Collected data

___

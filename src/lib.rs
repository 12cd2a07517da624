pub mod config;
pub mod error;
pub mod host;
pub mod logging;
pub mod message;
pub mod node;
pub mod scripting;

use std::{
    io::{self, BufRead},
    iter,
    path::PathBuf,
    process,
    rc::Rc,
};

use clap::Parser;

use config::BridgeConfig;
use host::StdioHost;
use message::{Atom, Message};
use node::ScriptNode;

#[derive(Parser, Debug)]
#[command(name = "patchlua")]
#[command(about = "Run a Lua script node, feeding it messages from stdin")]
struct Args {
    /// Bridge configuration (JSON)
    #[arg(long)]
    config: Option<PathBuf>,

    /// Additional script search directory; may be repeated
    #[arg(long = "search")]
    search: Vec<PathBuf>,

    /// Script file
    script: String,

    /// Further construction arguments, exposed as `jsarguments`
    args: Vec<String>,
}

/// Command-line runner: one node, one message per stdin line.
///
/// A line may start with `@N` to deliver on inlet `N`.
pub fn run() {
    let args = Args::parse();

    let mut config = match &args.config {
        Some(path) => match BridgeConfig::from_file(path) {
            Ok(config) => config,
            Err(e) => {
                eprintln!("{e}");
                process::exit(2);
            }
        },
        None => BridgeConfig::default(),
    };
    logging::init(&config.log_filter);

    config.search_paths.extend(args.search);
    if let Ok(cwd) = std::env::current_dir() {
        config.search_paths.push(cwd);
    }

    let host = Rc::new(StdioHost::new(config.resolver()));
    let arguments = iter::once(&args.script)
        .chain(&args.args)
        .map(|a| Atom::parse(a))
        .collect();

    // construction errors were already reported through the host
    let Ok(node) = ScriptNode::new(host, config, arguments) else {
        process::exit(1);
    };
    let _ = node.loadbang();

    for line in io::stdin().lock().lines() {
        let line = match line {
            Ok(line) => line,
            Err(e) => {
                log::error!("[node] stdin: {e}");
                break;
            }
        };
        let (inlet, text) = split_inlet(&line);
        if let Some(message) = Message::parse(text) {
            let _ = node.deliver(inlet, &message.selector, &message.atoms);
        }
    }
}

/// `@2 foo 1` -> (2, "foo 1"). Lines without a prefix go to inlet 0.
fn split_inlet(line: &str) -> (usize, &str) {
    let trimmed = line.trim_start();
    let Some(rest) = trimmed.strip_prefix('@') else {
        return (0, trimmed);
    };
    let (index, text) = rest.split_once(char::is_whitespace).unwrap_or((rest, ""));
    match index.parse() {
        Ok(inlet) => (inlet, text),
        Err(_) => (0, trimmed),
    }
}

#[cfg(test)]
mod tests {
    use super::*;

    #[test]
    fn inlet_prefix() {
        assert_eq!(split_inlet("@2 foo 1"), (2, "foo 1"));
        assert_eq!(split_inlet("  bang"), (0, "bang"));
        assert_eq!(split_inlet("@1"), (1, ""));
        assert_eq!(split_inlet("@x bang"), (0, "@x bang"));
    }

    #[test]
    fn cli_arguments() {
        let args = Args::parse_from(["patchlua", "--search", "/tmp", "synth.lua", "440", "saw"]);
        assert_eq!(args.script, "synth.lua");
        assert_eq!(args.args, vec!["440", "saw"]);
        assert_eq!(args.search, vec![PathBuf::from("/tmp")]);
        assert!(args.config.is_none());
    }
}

___

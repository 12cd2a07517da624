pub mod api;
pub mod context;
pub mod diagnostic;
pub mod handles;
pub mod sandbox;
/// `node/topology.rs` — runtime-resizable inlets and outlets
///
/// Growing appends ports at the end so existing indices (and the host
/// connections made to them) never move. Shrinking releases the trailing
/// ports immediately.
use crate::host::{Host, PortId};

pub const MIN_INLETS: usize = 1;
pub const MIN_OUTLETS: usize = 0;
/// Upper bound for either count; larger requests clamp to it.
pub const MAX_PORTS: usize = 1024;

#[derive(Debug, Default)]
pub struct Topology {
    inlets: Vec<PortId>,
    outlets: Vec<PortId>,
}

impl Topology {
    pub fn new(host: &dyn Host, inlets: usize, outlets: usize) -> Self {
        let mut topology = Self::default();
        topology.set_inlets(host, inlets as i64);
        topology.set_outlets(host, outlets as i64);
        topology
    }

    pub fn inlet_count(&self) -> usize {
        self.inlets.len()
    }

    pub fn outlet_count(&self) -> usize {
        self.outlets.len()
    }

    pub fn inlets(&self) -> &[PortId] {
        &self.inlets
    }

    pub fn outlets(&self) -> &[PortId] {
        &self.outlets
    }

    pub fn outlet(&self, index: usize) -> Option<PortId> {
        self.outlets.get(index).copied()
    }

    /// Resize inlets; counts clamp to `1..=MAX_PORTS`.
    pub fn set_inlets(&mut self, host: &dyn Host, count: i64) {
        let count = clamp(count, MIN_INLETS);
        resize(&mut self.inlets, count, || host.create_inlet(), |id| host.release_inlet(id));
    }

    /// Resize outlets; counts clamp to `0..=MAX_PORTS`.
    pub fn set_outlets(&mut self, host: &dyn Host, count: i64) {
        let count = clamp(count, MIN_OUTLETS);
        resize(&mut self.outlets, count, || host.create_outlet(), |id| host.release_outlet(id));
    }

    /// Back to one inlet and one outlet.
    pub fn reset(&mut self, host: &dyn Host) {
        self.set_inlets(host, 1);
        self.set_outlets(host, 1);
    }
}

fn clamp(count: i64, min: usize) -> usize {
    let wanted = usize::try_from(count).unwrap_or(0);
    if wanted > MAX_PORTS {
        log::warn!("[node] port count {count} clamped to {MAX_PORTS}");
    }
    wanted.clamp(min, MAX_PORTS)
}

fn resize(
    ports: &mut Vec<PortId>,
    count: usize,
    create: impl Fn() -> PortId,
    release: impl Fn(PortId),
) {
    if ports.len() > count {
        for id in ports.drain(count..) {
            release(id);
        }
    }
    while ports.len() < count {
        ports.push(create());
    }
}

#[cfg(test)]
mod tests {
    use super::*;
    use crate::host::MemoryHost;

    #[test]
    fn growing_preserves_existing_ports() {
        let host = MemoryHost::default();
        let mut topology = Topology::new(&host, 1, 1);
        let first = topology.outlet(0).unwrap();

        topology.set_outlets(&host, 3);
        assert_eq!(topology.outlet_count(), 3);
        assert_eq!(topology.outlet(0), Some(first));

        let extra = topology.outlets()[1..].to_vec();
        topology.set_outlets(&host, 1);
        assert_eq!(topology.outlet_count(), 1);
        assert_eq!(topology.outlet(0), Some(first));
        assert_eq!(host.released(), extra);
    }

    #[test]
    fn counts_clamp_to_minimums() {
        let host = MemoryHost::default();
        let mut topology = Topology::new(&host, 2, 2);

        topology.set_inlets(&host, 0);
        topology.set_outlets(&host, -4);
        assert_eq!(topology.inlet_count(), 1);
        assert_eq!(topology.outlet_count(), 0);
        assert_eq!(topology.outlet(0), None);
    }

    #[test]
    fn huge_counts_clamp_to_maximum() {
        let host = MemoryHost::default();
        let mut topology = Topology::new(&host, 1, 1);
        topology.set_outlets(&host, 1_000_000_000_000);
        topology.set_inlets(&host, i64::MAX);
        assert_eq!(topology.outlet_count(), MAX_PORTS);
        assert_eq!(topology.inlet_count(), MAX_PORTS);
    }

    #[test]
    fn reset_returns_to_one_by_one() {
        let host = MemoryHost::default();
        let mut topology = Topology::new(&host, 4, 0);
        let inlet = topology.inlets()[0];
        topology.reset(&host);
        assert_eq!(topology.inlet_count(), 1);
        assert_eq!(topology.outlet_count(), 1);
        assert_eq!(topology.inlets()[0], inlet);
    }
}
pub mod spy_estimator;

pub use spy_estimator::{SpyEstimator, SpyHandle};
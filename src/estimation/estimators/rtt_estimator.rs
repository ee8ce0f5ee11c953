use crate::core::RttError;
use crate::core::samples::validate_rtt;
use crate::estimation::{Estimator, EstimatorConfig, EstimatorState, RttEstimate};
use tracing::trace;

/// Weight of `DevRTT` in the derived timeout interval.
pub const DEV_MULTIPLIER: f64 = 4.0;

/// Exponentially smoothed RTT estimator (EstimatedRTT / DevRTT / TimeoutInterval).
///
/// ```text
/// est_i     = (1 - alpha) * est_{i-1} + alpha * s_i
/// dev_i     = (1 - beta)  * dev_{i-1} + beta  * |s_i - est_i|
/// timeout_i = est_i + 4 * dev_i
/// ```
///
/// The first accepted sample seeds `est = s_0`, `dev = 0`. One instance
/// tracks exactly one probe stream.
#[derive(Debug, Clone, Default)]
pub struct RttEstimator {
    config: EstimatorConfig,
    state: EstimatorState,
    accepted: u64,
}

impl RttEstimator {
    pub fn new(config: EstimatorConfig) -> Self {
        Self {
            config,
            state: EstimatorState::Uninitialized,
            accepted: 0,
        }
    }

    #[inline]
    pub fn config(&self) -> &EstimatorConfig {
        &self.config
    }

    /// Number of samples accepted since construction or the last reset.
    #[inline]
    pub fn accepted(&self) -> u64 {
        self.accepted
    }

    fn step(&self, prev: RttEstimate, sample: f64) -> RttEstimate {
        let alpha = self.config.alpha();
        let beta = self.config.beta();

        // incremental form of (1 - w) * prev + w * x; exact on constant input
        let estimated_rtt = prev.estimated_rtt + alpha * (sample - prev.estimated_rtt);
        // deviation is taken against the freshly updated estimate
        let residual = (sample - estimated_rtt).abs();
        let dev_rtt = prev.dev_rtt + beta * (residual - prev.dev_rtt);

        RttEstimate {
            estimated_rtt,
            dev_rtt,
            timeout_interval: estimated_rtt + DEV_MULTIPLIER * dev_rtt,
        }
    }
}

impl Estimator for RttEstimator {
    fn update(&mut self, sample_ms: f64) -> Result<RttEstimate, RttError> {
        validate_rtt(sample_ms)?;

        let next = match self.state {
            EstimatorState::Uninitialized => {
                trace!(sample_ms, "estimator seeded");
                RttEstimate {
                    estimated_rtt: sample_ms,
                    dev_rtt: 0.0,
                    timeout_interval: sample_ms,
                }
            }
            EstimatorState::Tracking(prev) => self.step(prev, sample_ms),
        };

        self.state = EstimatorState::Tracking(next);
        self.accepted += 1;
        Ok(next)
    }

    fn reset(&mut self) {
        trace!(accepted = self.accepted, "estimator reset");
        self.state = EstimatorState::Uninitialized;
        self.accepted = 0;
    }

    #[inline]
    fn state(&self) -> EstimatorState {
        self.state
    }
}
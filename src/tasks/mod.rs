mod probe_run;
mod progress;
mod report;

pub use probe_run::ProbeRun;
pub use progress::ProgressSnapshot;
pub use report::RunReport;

___

TASK REQUIREMENTS
Every line in the records above with the string "extra" in it should be shown.

SOLUTION TO THE PROBLEM
        let extra = topology.outlets()[1..].to_vec();
        assert_eq!(host.released(), extra);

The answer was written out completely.